▶ **YOUR ASSIGNMENT**
After locating the line with "let state = AppState" in the data that follows, return it and every later line exactly, up to and including the line with "paths that are".
*** Opening of SOURCE DATA ***
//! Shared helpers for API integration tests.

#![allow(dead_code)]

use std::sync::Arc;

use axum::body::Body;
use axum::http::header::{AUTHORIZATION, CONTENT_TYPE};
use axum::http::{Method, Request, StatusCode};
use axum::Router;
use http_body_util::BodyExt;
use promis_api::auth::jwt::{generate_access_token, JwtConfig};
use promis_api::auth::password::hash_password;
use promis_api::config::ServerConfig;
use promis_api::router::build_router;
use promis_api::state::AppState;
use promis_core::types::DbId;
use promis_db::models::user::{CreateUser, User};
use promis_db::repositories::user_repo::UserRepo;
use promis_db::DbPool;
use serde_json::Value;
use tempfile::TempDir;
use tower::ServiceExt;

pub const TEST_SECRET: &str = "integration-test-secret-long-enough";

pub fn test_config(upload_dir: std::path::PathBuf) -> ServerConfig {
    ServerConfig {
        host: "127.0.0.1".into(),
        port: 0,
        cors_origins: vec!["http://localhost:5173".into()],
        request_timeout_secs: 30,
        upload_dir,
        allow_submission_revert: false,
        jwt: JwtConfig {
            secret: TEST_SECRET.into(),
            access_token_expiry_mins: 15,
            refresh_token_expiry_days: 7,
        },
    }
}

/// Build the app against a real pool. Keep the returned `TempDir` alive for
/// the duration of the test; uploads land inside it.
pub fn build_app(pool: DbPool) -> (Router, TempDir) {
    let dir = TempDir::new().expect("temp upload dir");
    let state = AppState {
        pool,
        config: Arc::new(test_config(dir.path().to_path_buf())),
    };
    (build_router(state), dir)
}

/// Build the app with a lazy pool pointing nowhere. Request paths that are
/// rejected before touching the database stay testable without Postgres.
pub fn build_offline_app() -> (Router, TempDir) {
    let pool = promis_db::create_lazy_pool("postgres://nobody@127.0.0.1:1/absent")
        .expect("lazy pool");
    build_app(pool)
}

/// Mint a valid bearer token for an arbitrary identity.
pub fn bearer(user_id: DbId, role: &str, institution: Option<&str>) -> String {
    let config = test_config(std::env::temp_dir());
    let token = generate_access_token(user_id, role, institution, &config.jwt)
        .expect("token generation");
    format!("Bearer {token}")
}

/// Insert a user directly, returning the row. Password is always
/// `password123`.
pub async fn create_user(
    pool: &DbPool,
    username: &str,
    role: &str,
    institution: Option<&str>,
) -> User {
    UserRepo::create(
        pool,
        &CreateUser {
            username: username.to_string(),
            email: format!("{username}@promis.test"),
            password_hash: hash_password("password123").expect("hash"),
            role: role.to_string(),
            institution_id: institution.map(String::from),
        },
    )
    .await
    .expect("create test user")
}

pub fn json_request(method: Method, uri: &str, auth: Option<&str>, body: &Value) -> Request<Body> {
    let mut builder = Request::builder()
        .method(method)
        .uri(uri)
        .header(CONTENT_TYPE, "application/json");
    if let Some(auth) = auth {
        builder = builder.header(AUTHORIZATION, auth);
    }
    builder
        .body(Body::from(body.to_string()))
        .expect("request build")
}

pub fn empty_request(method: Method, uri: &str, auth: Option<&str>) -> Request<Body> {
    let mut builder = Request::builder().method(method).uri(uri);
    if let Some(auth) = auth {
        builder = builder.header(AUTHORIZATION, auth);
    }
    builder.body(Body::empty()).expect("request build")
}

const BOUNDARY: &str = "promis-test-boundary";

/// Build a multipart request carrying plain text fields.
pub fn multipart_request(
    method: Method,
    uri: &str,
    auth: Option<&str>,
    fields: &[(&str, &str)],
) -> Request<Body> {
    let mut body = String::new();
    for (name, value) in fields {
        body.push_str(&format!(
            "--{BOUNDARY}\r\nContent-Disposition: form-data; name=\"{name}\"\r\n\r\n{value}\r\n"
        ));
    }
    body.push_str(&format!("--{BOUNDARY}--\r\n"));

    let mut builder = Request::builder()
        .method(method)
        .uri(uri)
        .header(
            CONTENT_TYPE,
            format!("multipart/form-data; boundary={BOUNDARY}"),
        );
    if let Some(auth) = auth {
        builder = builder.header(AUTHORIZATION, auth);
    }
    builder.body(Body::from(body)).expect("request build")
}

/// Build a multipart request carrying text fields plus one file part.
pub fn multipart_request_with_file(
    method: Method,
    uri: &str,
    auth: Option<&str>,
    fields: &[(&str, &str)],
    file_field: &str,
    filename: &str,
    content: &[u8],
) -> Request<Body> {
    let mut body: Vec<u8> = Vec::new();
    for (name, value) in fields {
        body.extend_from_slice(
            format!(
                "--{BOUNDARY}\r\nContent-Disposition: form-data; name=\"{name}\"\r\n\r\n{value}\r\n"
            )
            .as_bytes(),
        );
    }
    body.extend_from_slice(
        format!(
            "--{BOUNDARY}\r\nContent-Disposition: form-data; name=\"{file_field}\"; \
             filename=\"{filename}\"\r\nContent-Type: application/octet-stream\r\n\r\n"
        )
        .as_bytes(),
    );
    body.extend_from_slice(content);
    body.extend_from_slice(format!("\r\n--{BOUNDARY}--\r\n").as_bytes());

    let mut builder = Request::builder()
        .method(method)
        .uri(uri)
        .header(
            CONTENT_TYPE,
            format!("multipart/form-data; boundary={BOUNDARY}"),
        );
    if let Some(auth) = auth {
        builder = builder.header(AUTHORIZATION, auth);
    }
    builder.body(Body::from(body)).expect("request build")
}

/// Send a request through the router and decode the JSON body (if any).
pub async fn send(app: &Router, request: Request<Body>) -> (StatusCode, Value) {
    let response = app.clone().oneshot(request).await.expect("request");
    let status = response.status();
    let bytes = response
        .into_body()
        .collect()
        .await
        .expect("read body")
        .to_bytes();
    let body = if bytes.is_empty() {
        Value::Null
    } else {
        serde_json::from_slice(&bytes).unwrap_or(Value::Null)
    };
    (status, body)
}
*** Close of SOURCE DATA ***
▶ **SOLUTION FOR THIS PROBLEM**
    let state = AppState {
        pool,
        config: Arc::new(test_config(dir.path().to_path_buf())),
    };
    (build_router(state), dir)
}

/// Build the app with a lazy pool pointing nowhere. Request paths that are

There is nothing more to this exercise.